A polícia espanhola realizou a maior apreensão de cocaína em alto-mar de sua história ao interceptar, no oceano Atlântico, um navio mercante que havia saído do Brasil transportando quase 10 toneladas da droga. Caso o carregamento fosse distribuído no mercado varejista europeu, o valor poderia chegar a até R$ 6,8 bilhões (1,09 bilhão de euros).
Segundo a European Union Drugs Agency, em 2025 o preço do grama de cocaína no varejo europeu alcançava até 109 euros, o equivalente a cerca de R$ 684, considerando a cotação atual do euro em R$ 6,27. Já no mercado atacadista, o valor estimado da carga apreendida foi de aproximadamente R$ 2,6 bilhões.

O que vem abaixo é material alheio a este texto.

use crate::storage::{AtomicStorage, IAtomicStorage, IStorageProvider};
use crate::{async_trait_maybe_send, Key, KeyRef, Value};
use macro_rules_attribute::apply;
use std::collections::{BTreeMap, HashMap};
use std::sync::atomic::{AtomicUsize, Ordering};
use std::sync::{Arc, Mutex};
use tracing::debug;

#[derive(Default, Debug)]
pub struct MemStorage {
    data: Mutex<BTreeMap<Key, Value>>,
    operations: AtomicUsize,
}

impl MemStorage {
    /// Number of reads and writes served so far
    pub fn operations(&self) -> usize {
        self.operations.load(Ordering::Relaxed)
    }

    pub fn len(&self) -> usize {
        self.data.lock().expect("poisoned").len()
    }

    pub fn is_empty(&self) -> bool {
        self.len() == 0
    }

    fn count_operation(&self) {
        self.operations.fetch_add(1, Ordering::Relaxed);
    }
}

#[apply(async_trait_maybe_send)]
impl IAtomicStorage for MemStorage {
    async fn get(&self, key: KeyRef<'_>) -> anyhow::Result<Option<Value>> {
        self.count_operation();
        Ok(self.data.lock().expect("poisoned").get(key).cloned())
    }

    async fn find_by_prefix(&self, prefix: &[u8]) -> anyhow::Result<Vec<(Key, Value)>> {
        self.count_operation();
        let result = self
            .data
            .lock()
            .expect("poisoned")
            .range(prefix.to_vec()..)
            .take_while(|(key, _)| key.starts_with(prefix))
            .map(|(key, value)| (key.clone(), value.clone()))
            .collect();
        Ok(result)
    }

    async fn write_atomically(&self, changes: Vec<(Key, Option<Value>)>) -> anyhow::Result<()> {
        self.count_operation();
        let mut db = self.data.lock().expect("poisoned");
        for (key, maybe_value) in changes {
            match maybe_value {
                Some(value) => {
                    db.insert(key, value);
                }
                None => {
                    db.remove(&key);
                }
            }
        }
        Ok(())
    }
}

/// Keeps one [`MemStorage`] per name for as long as the provider lives.
#[derive(Default, Debug)]
pub struct MemProvider {
    storages: Mutex<HashMap<String, Arc<MemStorage>>>,
    unavailable: bool,
}

impl MemProvider {
    /// A provider whose storages can never be opened, like a browser with storage disabled
    pub fn unavailable() -> Self {
        Self {
            storages: Default::default(),
            unavailable: true,
        }
    }

    /// The storage behind `name`, if it was opened before
    pub fn storage(&self, name: &str) -> Option<Arc<MemStorage>> {
        self.storages.lock().expect("poisoned").get(name).cloned()
    }
}

#[apply(async_trait_maybe_send)]
impl IStorageProvider for MemProvider {
    async fn open_storage(&self, name: &str) -> anyhow::Result<AtomicStorage> {
        if self.unavailable {
            anyhow::bail!("in-memory storage is disabled");
        }
        let storage: AtomicStorage = self
            .storages
            .lock()
            .expect("poisoned")
            .entry(name.to_owned())
            .or_insert_with(|| {
                debug!("Creating in-memory storage {}", name);
                Arc::new(MemStorage::default())
            })
            .clone();
        Ok(storage)
    }

    async fn delete_storage(&self, name: &str) -> anyhow::Result<()> {
        self.storages.lock().expect("poisoned").remove(name);
        Ok(())
    }
}

#[cfg(test)]
mod tests {
    use super::MemProvider;
    use crate::storage::IStorageProvider;

    #[tokio::test]
    async fn test_provider_hands_out_one_storage_per_name() {
        let provider = MemProvider::default();
        assert!(provider.storage("a").is_none());

        let storage = provider.open_storage("a").await.unwrap();
        assert!(provider.storage("a").unwrap().is_empty());
        storage
            .write_atomically(vec![(b"k".to_vec(), Some(b"v".to_vec()))])
            .await
            .unwrap();

        let again = provider.open_storage("a").await.unwrap();
        assert_eq!(again.get(b"k").await.unwrap(), Some(b"v".to_vec()));
        let opened = provider.storage("a").unwrap();
        assert!(!opened.is_empty());
        assert_eq!(opened.len(), 1);
        assert_eq!(opened.operations(), 2);

        provider.delete_storage("a").await.unwrap();
        assert!(provider.storage("a").is_none());
        assert!(provider.open_storage("b").await.is_ok());
        assert!(MemProvider::unavailable().open_storage("a").await.is_err());
    }
}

A interceptação da embarcação foi feita por agentes do Grupo Especial de Operações (GEO), unidade de elite da polícia espanhola, em águas internacionais do oceano Atlântico. Ao todo, 13 tripulantes foram detidos, e os policiais também apreenderam uma arma de fogo que seria usada para proteger o carregamento ilegal.
De acordo com as autoridades espanholas, o navio fazia parte de uma rota operada por uma organização criminosa multinacional especializada no transporte de grandes quantidades de cocaína da América do Sul para a Europa, tendo o Brasil como ponto de partida da carga.
Operação foi batizada de Marea Blanca
A ação teve apoio de uma ampla rede de cooperação internacional, envolvendo a Drug Enforcement Administration (DEA), dos Estados Unidos, a National Crime Agency (NCA), do Reino Unido, a Polícia Federal do Brasil, o CITCO e o Maritime Analysis and Operations Centre – Narcotics (MAOC), além de autoridades da França e de Portugal.
Após a interceptação, a operação enfrentou obstáculos logísticos. A embarcação ficou sem combustível e permaneceu à deriva por cerca de 12 horas, sendo necessário o auxílio da Sociedade de Salvamento e Segurança Marítima (SASEMAR) para rebocar o navio até o arquipélago das Ilhas Canárias.